For now, AEO says AirTerra will operate independently while supporting the supply chains of American Eagle and its additional retail clients. The firm augments the clothing company’s ongoing supply chain transformation efforts, underscoring its willingness to both build and buy. As of June, the retailer reported fulfilling purchases with fewer shipments per order, and delivered to consumers 1.5 days faster than the first quarter of 2019. And despite recent supply chain disruptions, AEO has sped up its domestic supply chain by almost 1.5 weeks versus last year.

“[Airterra is] really a relatively small purchase that has huge potential for us. It’s a company that’s focused on middle mile,” Michael Rempell, AEO executive vice president and chief operating officer, said on a second-quarter earnings call. “And it’s really focused on bringing economies of scale and the benefits of speed and costing and diversity to shippers of all sizes. Previously, these benefits were only available to the largest shippers, to the Amazons or Targets or Walmarts.”

Rempell said the acquisition “completely fits” with AEO’s strategy of leveraging scale and innovation to help manage costs and improve service, indicating the company believes bringing in a separate logistics provider will enhance the bottom line.

American Eagle may not be finished adding new companies to its logistics ecosystem, according to CEO Jay Schottenstein. He confirmed in the call that more acquisitions could lie ahead, probably in the “next couple of months.”

And while Gap Inc.’s Drapr acquisition looks like a customer-facing buy at first glance, the deal was only mentioned once in passing during the specialty retailer’s second-quarter earnings call, with CEO Sonia Syngal saying the investment was made for “minimizing returns.” Drapr says its fit technology, which enables customers to create 3D avatars and virtually try on clothing, helps brands achieve a 26 percent returns reduction on average by getting more shoppers in the right size on the first try.

Apparel has yet to crack the code on returns, and the pandemic drove hordes of new shoppers to the web, further exacerbating the industry’s biggest pain point. Given the volume of third-party service providers like Returnly, Narvar and Happy Returns that emerged to attack this problem, it appears that going the external route through acquisitions or partnerships might continue to be the standard for the near term.
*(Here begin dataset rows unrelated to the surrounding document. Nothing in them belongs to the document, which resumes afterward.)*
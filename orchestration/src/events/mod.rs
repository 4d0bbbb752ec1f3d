//! Event-driven coordination between engine components.
//!
//! No component calls another directly — all coordination travels over the
//! bus as typed [`SessionEvent`]s, plus explicit request/grant messages to
//! the coordinator.
//!
//! ```text
//! ┌──────────────┐     ┌──────────────┐     ┌──────────────┐
//! │   Producer   │────▶│  Event Bus   │────▶│  Subscribers │
//! │  (publish)   │     │  (broadcast) │     │   (recv)     │
//! └──────────────┘     └──────────────┘     └──────────────┘
//! ```

pub mod bus;
pub mod types;

pub use bus::{
    spawn_handler, EventBus, EventBusError, EventBusExt, EventBusResult, EventFilter,
    FilteredReceiver, SharedEventBus,
};
pub use types::{EventId, ModeratorPurpose, SessionEvent};
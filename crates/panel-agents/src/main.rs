//! panel-session — run a scripted rehearsal session end to end.
//!
//! Replays a scripted presenter transcript through the full engine (ingest,
//! coordinator, agent runners, latency compensator) against the scripted
//! gateway, printing the event stream as it happens.
//!
//! ```bash
//! # Built-in roster, claims, and script
//! panel-session
//!
//! # Custom inputs
//! panel-session --roster roster.toml --config session.toml --script talk.toml
//!
//! # Save the end-of-session archive
//! panel-session --archive-out archive.json
//! ```

use std::path::PathBuf;
use std::sync::Arc;
use std::time::Duration;

use anyhow::{Context, Result};
use chrono::Utc;
use clap::Parser;
use serde::Deserialize;
use tokio_util::sync::CancellationToken;
use tracing::info;
use tracing_subscriber::EnvFilter;

use orchestration::{
    spawn_coordinator, Claim, ClaimKind, ClaimStrength, CompensatorConfig, ContextBudget,
    ContextStore, EventBus, LatencyCompensator, ScriptedGateway, SessionConfig, SessionEvent,
    SharedGateway, Speaker, TranscriptIngest, TranscriptSegment,
};
use panel_agents::{AgentRunner, AgentRunnerConfig, Roster};

#[derive(Parser, Debug)]
#[command(name = "panel-session", about = "Scripted panel rehearsal session")]
struct Args {
    /// Panel roster TOML (built-in roster when omitted).
    #[arg(long)]
    roster: Option<PathBuf>,

    /// Session config TOML (defaults when omitted).
    #[arg(long)]
    config: Option<PathBuf>,

    /// Presenter script TOML (built-in script when omitted).
    #[arg(long)]
    script: Option<PathBuf>,

    /// Artificial gateway latency in milliseconds.
    #[arg(long, default_value_t = 400)]
    gateway_latency_ms: u64,

    /// Write the session archive as JSON to this path.
    #[arg(long)]
    archive_out: Option<PathBuf>,
}

/// One scripted presenter utterance.
#[derive(Debug, Clone, Deserialize)]
struct SegmentSpec {
    /// Delay before this segment, in milliseconds.
    after_ms: u64,
    /// Slide on screen.
    slide: u32,
    /// What the presenter says.
    text: String,
}

/// One scripted deck claim.
#[derive(Debug, Clone, Deserialize)]
struct ClaimSpec {
    id: String,
    slide: u32,
    text: String,
    kind: ClaimKind,
    strength: ClaimStrength,
}

/// The full presenter script.
#[derive(Debug, Clone, Deserialize)]
struct SessionScript {
    claims: Vec<ClaimSpec>,
    segments: Vec<SegmentSpec>,
}

impl SessionScript {
    fn load(path: &PathBuf) -> Result<Self> {
        let text = std::fs::read_to_string(path)
            .with_context(|| format!("reading script {}", path.display()))?;
        toml::from_str(&text).context("parsing script")
    }

    fn builtin() -> Self {
        let claims = vec![
            ClaimSpec {
                id: "c-churn".to_string(),
                slide: 1,
                text: "Customer churn dropped 40% after the pricing change".to_string(),
                kind: ClaimKind::Metric,
                strength: ClaimStrength::Strong,
            },
            ClaimSpec {
                id: "c-scale".to_string(),
                slide: 2,
                text: "The platform scales linearly to ten million concurrent users".to_string(),
                kind: ClaimKind::Comparison,
                strength: ClaimStrength::Strong,
            },
        ];
        let segments = vec![
            SegmentSpec {
                after_ms: 200,
                slide: 0,
                text: "Good morning everyone, thanks for making the time today. I want to walk \
                       you through where the business stands after a genuinely transformative \
                       two quarters, and why we believe the next twelve months are the moment \
                       to double down on this product."
                    .to_string(),
            },
            SegmentSpec {
                after_ms: 600,
                slide: 1,
                text: "Let's start with retention, because it is the headline. After the \
                       pricing change in March, customer churn dropped a full 40%. That is \
                       the single biggest retention improvement in company history."
                    .to_string(),
            },
            SegmentSpec {
                after_ms: 3_000,
                slide: 1,
                text: "We looked at the monthly numbers across every cohort and the trend \
                       holds everywhere we looked."
                    .to_string(),
            },
            SegmentSpec {
                after_ms: 3_000,
                slide: 2,
                text: "On the infrastructure side, the platform scales linearly. We have \
                       tested to ten million concurrent users with no degradation."
                    .to_string(),
            },
            SegmentSpec {
                after_ms: 3_000,
                slide: 2,
                text: "And that is with the current hardware footprint, before any of the \
                       optimization work planned for next quarter."
                    .to_string(),
            },
        ];
        Self { claims, segments }
    }
}

fn print_event(event: &SessionEvent) {
    let stamp = event.timestamp().format("%H:%M:%S%.3f");
    match event {
        SessionEvent::TranscriptAppended { segment, .. } => {
            if matches!(segment.speaker, Speaker::Presenter) {
                println!("{} [presenter] {}", stamp, segment.text);
            }
        }
        SessionEvent::SpeechFragment {
            agent_id, text, is_last, ..
        } => {
            if !text.is_empty() {
                println!("{} [{}] {}{}", stamp, agent_id, text, if *is_last { " ∎" } else { "" });
            }
        }
        SessionEvent::ModeratorSpoke { line, .. } => {
            println!("{} [moderator] {}", stamp, line);
        }
        SessionEvent::AgentStateChanged { agent_id, to, .. } => {
            println!("{}   · {} → {}", stamp, agent_id, to);
        }
        SessionEvent::PhaseChanged { to, .. } => {
            println!("{}   · phase → {}", stamp, to);
        }
        SessionEvent::ExchangeResolved { exchange_id, state, turns, .. } => {
            println!("{}   · {} resolved {} after {} turns", stamp, exchange_id, state, turns);
        }
        SessionEvent::DegradedMode { reason, .. } => {
            println!("{}   ! degraded: {}", stamp, reason);
        }
        _ => {}
    }
}

#[tokio::main]
async fn main() -> Result<()> {
    tracing_subscriber::fmt()
        .with_env_filter(EnvFilter::from_default_env())
        .with_writer(std::io::stderr)
        .init();

    let args = Args::parse();

    let roster = match &args.roster {
        Some(path) => Roster::load(path)?,
        None => Roster::builtin(),
    };
    let config = match &args.config {
        Some(path) => SessionConfig::load(path)?,
        None => SessionConfig {
            // Demo pacing: short warmup and cooldown so a two-minute script
            // produces visible exchanges.
            warmup_words: 40,
            agent_cooldown_secs: 5,
            exchange_timeout_secs: 8,
            quiet_period_secs: 20,
            ..Default::default()
        },
    };
    config.validate()?;
    let script = match &args.script {
        Some(path) => SessionScript::load(path)?,
        None => SessionScript::builtin(),
    };

    info!(
        panelists = roster.panelists.len(),
        claims = script.claims.len(),
        segments = script.segments.len(),
        "Starting scripted session"
    );

    let bus = EventBus::new().shared();
    let store = ContextStore::new(ContextBudget::default()).shared();
    store.load_claims(
        script
            .claims
            .iter()
            .map(|c| Claim::new(&c.id, c.slide, &c.text, c.kind, c.strength))
            .collect(),
    );

    let gateway: SharedGateway =
        Arc::new(ScriptedGateway::new(Duration::from_millis(args.gateway_latency_ms)));
    let compensator = Arc::new(LatencyCompensator::new(
        bus.clone(),
        store.clone(),
        gateway.clone(),
        CompensatorConfig::default(),
    ));
    let coordinator = spawn_coordinator(store.clone(), bus.clone(), config.clone());
    let ingest = TranscriptIngest::new(store.clone(), bus.clone());

    let printer = orchestration::spawn_handler(&bus, "printer", |event| {
        print_event(&event);
        Ok(())
    });

    let cancel = CancellationToken::new();
    let runner_config = AgentRunnerConfig::from_session(&config);
    let mut runner_tasks = Vec::new();
    for persona in roster.panelists.clone() {
        let runner = AgentRunner::new(
            persona,
            store.clone(),
            bus.clone(),
            gateway.clone(),
            compensator.clone(),
            coordinator.clone(),
            runner_config.clone(),
            cancel.child_token(),
        );
        runner_tasks.push(runner.spawn());
    }

    // Replay the presenter script in real time.
    for spec in &script.segments {
        tokio::time::sleep(Duration::from_millis(spec.after_ms)).await;
        let segment = TranscriptSegment::presenter(&spec.text, spec.slide, Utc::now());
        if let Err(e) = ingest.ingest(segment) {
            tracing::warn!("Segment rejected: {}", e);
        }
    }

    // Let any in-flight exchange settle before ending.
    tokio::time::sleep(Duration::from_secs(3)).await;

    let archive = coordinator.end_session().await?;
    cancel.cancel();
    for task in runner_tasks {
        let _ = task.await;
    }
    drop(printer);

    println!("\n{}", archive.summary_line());
    if let Some(path) = &args.archive_out {
        std::fs::write(path, serde_json::to_string_pretty(&archive)?)
            .with_context(|| format!("writing archive {}", path.display()))?;
        println!("archive written to {}", path.display());
    }

    Ok(())
}
//! Session orchestration — phase machine, floor arbitration, coordinator.
//!
//! # Modules
//!
//! - [`phase`] — session phase machine with explicit legal transitions
//! - [`config`] — interaction mode, intensity, and timing configuration
//! - [`floor`] — floor requests, queue, and deterministic priority orders
//! - [`moderator`] — announcement/acknowledgment/bridge-back line banks
//! - [`coordinator`] — the single-writer scheduler task
//! - [`archive`] — immutable end-of-session handover

pub mod archive;
pub mod config;
pub mod coordinator;
pub mod floor;
pub mod moderator;
pub mod phase;

pub use archive::{SessionArchive, SpeakingTime};
pub use config::{ConfigError, InteractionMode, IntensityLevel, SessionConfig, TurnLimits};
pub use coordinator::{
    spawn as spawn_coordinator, AgentDirective, CoordinatorError, CoordinatorHandle,
    CoordinatorResult, EvaluationVerdict, ExchangePrompt, FloorDecision, FloorGrant, SpokenKind,
};
pub use floor::{conflict_cmp, selection_cmp, AgentStanding, DenyReason, FloorQueue, FloorRequest};
pub use moderator::{LineBank, Moderator};
pub use phase::{PhaseError, PhaseMachine, PhaseTransition, SessionPhase};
When building in-house, top retailers prioritize data-driven employees

Although Amlani said that brands have awakened to the need to do more outside their own capabilities and category skillsets, she noted that the acquisition path has its own drawbacks when it comes to fitting talent together.

“The route could lead to the ‘leaning out’ of teams, which could cause a lot of friction in the business, impacting [the] team’s morale, product creation and end-to-end processes,” Amlani said.
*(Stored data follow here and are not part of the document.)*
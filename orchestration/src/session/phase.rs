//! Session phase machine — presentation flow with explicit legal transitions.

use chrono::{DateTime, Utc};
use serde::{Deserialize, Serialize};

/// Phase of a rehearsal session.
#[derive(Debug, Clone, Copy, PartialEq, Eq, Hash, Serialize, Deserialize)]
#[serde(rename_all = "snake_case")]
pub enum SessionPhase {
    /// Presenter is speaking; agents listen and pre-generate.
    Presenting,
    /// An agent was selected; the moderator announcement is being delivered.
    QaTrigger,
    /// One agent holds the floor in an active exchange.
    InExchange,
    /// Bridge-back delivery and optional single pile-on.
    Resolving,
    /// Session over — terminal.
    Ended,
}

impl SessionPhase {
    /// Whether this is the terminal phase.
    pub fn is_terminal(self) -> bool {
        matches!(self, Self::Ended)
    }

    /// Valid transitions from this phase.
    pub fn valid_transitions(self) -> &'static [SessionPhase] {
        match self {
            Self::Presenting => &[Self::QaTrigger, Self::Ended],
            Self::QaTrigger => &[Self::InExchange, Self::Ended],
            Self::InExchange => &[Self::Resolving, Self::Ended],
            Self::Resolving => &[Self::Presenting, Self::Ended],
            Self::Ended => &[],
        }
    }
}

impl std::fmt::Display for SessionPhase {
    fn fmt(&self, f: &mut std::fmt::Formatter<'_>) -> std::fmt::Result {
        match self {
            Self::Presenting => write!(f, "presenting"),
            Self::QaTrigger => write!(f, "qa_trigger"),
            Self::InExchange => write!(f, "in_exchange"),
            Self::Resolving => write!(f, "resolving"),
            Self::Ended => write!(f, "ended"),
        }
    }
}

/// A recorded phase transition.
#[derive(Debug, Clone, Serialize, Deserialize)]
pub struct PhaseTransition {
    pub from: SessionPhase,
    pub to: SessionPhase,
    pub timestamp: DateTime<Utc>,
    pub reason: String,
}

/// Error for illegal phase transitions.
#[derive(Debug, Clone, PartialEq, Eq, thiserror::Error)]
#[error("invalid phase transition {from} → {to}")]
pub struct PhaseError {
    pub from: SessionPhase,
    pub to: SessionPhase,
}

/// Tracks the current phase and its transition history.
#[derive(Debug, Clone)]
pub struct PhaseMachine {
    current: SessionPhase,
    transitions: Vec<PhaseTransition>,
}

impl PhaseMachine {
    /// Create a machine starting at `Presenting`.
    pub fn new() -> Self {
        Self {
            current: SessionPhase::Presenting,
            transitions: Vec::new(),
        }
    }

    /// Current phase.
    pub fn current(&self) -> SessionPhase {
        self.current
    }

    /// Attempt a transition, recording it on success.
    pub fn advance(&mut self, to: SessionPhase, reason: &str) -> Result<(), PhaseError> {
        if !self.current.valid_transitions().contains(&to) {
            return Err(PhaseError {
                from: self.current,
                to,
            });
        }
        self.transitions.push(PhaseTransition {
            from: self.current,
            to,
            timestamp: Utc::now(),
            reason: reason.to_string(),
        });
        tracing::debug!(from = %self.current, to = %to, reason, "Phase transition");
        self.current = to;
        Ok(())
    }

    /// Whether the session has ended.
    pub fn is_terminal(&self) -> bool {
        self.current.is_terminal()
    }

    /// Full transition log.
    pub fn transitions(&self) -> &[PhaseTransition] {
        &self.transitions
    }
}

impl Default for PhaseMachine {
    fn default() -> Self {
        Self::new()
    }
}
For the apparel retailers that are looking to build a brand in house or further invest in their own supply chains and technologies across channels, they would be best to follow the leaders, who are focusing on hiring data-driven professionals.
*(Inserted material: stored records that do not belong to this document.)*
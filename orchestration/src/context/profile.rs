//! Presenter profiles — per-agent behavioral memory.
//!
//! Each agent accumulates its own observations of how the presenter handles
//! that agent's challenges. Profiles are append-only, updated only when an
//! exchange resolves, and never shared across agents or sessions.

use chrono::{DateTime, Utc};
use serde::{Deserialize, Serialize};
use std::collections::BTreeMap;

use crate::types::{AgentId, ClaimId, ExchangeId};

/// How the presenter handled a challenge.
#[derive(Debug, Clone, Copy, PartialEq, Eq, Hash, Serialize, Deserialize)]
#[serde(rename_all = "snake_case")]
pub enum ResponsePattern {
    /// Answered with concrete data.
    ProvidesData,
    /// Dodged or deferred the question.
    Deflects,
    /// Conceded the gap openly.
    Acknowledges,
    /// Contradicted earlier material.
    Contradicts,
}

impl std::fmt::Display for ResponsePattern {
    fn fmt(&self, f: &mut std::fmt::Formatter<'_>) -> std::fmt::Result {
        match self {
            Self::ProvidesData => write!(f, "provides_data"),
            Self::Deflects => write!(f, "deflects"),
            Self::Acknowledges => write!(f, "acknowledges"),
            Self::Contradicts => write!(f, "contradicts"),
        }
    }
}

/// Presenter readiness on a topic, as judged by one agent.
#[derive(Debug, Clone, Copy, PartialEq, Eq, PartialOrd, Ord, Serialize, Deserialize)]
#[serde(rename_all = "snake_case")]
pub enum ReadinessLevel {
    Unprepared,
    Shaky,
    Prepared,
}

impl std::fmt::Display for ReadinessLevel {
    fn fmt(&self, f: &mut std::fmt::Formatter<'_>) -> std::fmt::Result {
        match self {
            Self::Unprepared => write!(f, "unprepared"),
            Self::Shaky => write!(f, "shaky"),
            Self::Prepared => write!(f, "prepared"),
        }
    }
}

/// One observation recorded after an exchange resolves.
#[derive(Debug, Clone, Serialize, Deserialize)]
pub struct ResponseObservation {
    /// Exchange that produced this observation.
    pub exchange_id: ExchangeId,
    /// Claim under discussion, if any.
    pub claim_id: Option<ClaimId>,
    /// Observed handling pattern.
    pub pattern: ResponsePattern,
    /// Short free-text note for later prompt assembly.
    pub note: String,
    /// When the observation was made.
    pub observed_at: DateTime<Utc>,
}

/// Per-agent accumulating behavioral model of the presenter.
#[derive(Debug, Clone, Serialize, Deserialize)]
pub struct PresenterProfile {
    /// Owning agent.
    pub agent_id: AgentId,
    /// Append-only observation log.
    pub observations: Vec<ResponseObservation>,
    /// Readiness assessment per topic keyword.
    pub readiness: BTreeMap<String, ReadinessLevel>,
}

impl PresenterProfile {
    /// Create an empty profile for one agent.
    pub fn new(agent_id: &str) -> Self {
        Self {
            agent_id: agent_id.to_string(),
            observations: Vec::new(),
            readiness: BTreeMap::new(),
        }
    }

    /// Append an observation.
    pub fn record(&mut self, observation: ResponseObservation) {
        self.observations.push(observation);
    }

    /// Set the readiness assessment for a topic.
    pub fn assess(&mut self, topic: &str, level: ReadinessLevel) {
        self.readiness.insert(topic.to_string(), level);
    }

    /// Count of observations showing a given pattern.
    pub fn pattern_count(&self, pattern: ResponsePattern) -> usize {
        self.observations
            .iter()
            .filter(|o| o.pattern == pattern)
            .count()
    }

    /// Render the profile as compact prompt-context lines, newest first,
    /// capped at `max_lines`.
    pub fn context_lines(&self, max_lines: usize) -> Vec<String> {
        self.observations
            .iter()
            .rev()
            .take(max_lines)
            .map(|o| {
                format!(
                    "{}: {}{}",
                    o.pattern,
                    o.note,
                    o.claim_id
                        .as_deref()
                        .map(|c| format!(" (claim {})", c))
                        .unwrap_or_default()
                )
            })
            .collect()
    }
}

#[cfg(test)]
mod tests {
    use super::*;

    fn obs(pattern: ResponsePattern, note: &str) -> ResponseObservation {
        ResponseObservation {
            exchange_id: "ex-1".to_string(),
            claim_id: Some("c-1".to_string()),
            pattern,
            note: note.to_string(),
            observed_at: Utc::now(),
        }
    }

    #[test]
    fn test_record_and_count() {
        let mut profile = PresenterProfile::new("vera");
        profile.record(obs(ResponsePattern::Deflects, "dodged the denominator"));
        profile.record(obs(ResponsePattern::Deflects, "pointed at appendix"));
        profile.record(obs(ResponsePattern::ProvidesData, "gave the cohort number"));

        assert_eq!(profile.observations.len(), 3);
        assert_eq!(profile.pattern_count(ResponsePattern::Deflects), 2);
        assert_eq!(profile.pattern_count(ResponsePattern::Contradicts), 0);
    }

    #[test]
    fn test_context_lines_newest_first_and_capped() {
        let mut profile = PresenterProfile::new("vera");
        profile.record(obs(ResponsePattern::Deflects, "first"));
        profile.record(obs(ResponsePattern::ProvidesData, "second"));
        profile.record(obs(ResponsePattern::Acknowledges, "third"));

        let lines = profile.context_lines(2);
        assert_eq!(lines.len(), 2);
        assert!(lines[0].contains("third"));
        assert!(lines[1].contains("second"));
    }

    #[test]
    fn test_readiness_assessment() {
        let mut profile = PresenterProfile::new("vera");
        profile.assess("churn", ReadinessLevel::Shaky);
        profile.assess("churn", ReadinessLevel::Unprepared);
        assert_eq!(
            profile.readiness.get("churn"),
            Some(&ReadinessLevel::Unprepared)
        );
    }

    #[test]
    fn test_pattern_display() {
        assert_eq!(ResponsePattern::ProvidesData.to_string(), "provides_data");
        assert_eq!(ResponsePattern::Deflects.to_string(), "deflects");
        assert_eq!(ResponsePattern::Acknowledges.to_string(), "acknowledges");
        assert_eq!(ResponsePattern::Contradicts.to_string(), "contradicts");
    }

    #[test]
    fn test_profile_serde_roundtrip() {
        let mut profile = PresenterProfile::new("vera");
        profile.record(obs(ResponsePattern::Deflects, "note"));
        let json = serde_json::to_string(&profile).unwrap();
        let parsed: PresenterProfile = serde_json::from_str(&json).unwrap();
        assert_eq!(parsed.agent_id, "vera");
        assert_eq!(parsed.observations.len(), 1);
    }
}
Top fashion companies hired 40.3 percent more data-related employees than in 2020, according to a recent report from algorithmic merchandising firm Nextail. These include positions with titles in artificial intelligence, data science and machine learning.

Levi Strauss & Co. is the most “retail data-forward” of the 22 leading fashion companies researched, meaning that it has the highest number of data-related workers divided by total revenue. This also shows that while Levi made a big splash with its Beyond Yoga scoop, it also fosters its own talent for the modern retail environment.

Today’s market is acquisition-friendly

Current market conditions have altered the approach to this “buy vs. build” quandary, similar to how the pandemic forced retailers to adopt drastic changes they would have been slow to make before 2020, including contactless BOPIS and curbside pickup. Now, cash-flush companies could be looking to gain a strategic advantage by buying their way ahead of the competition,

“E-commerce is more important than ever so there is an openness to taking meetings with smart startup founders who may have something you don’t,” Kodali said. “For every acquisition that happens, there are 1,000 meetings that end in nothing.”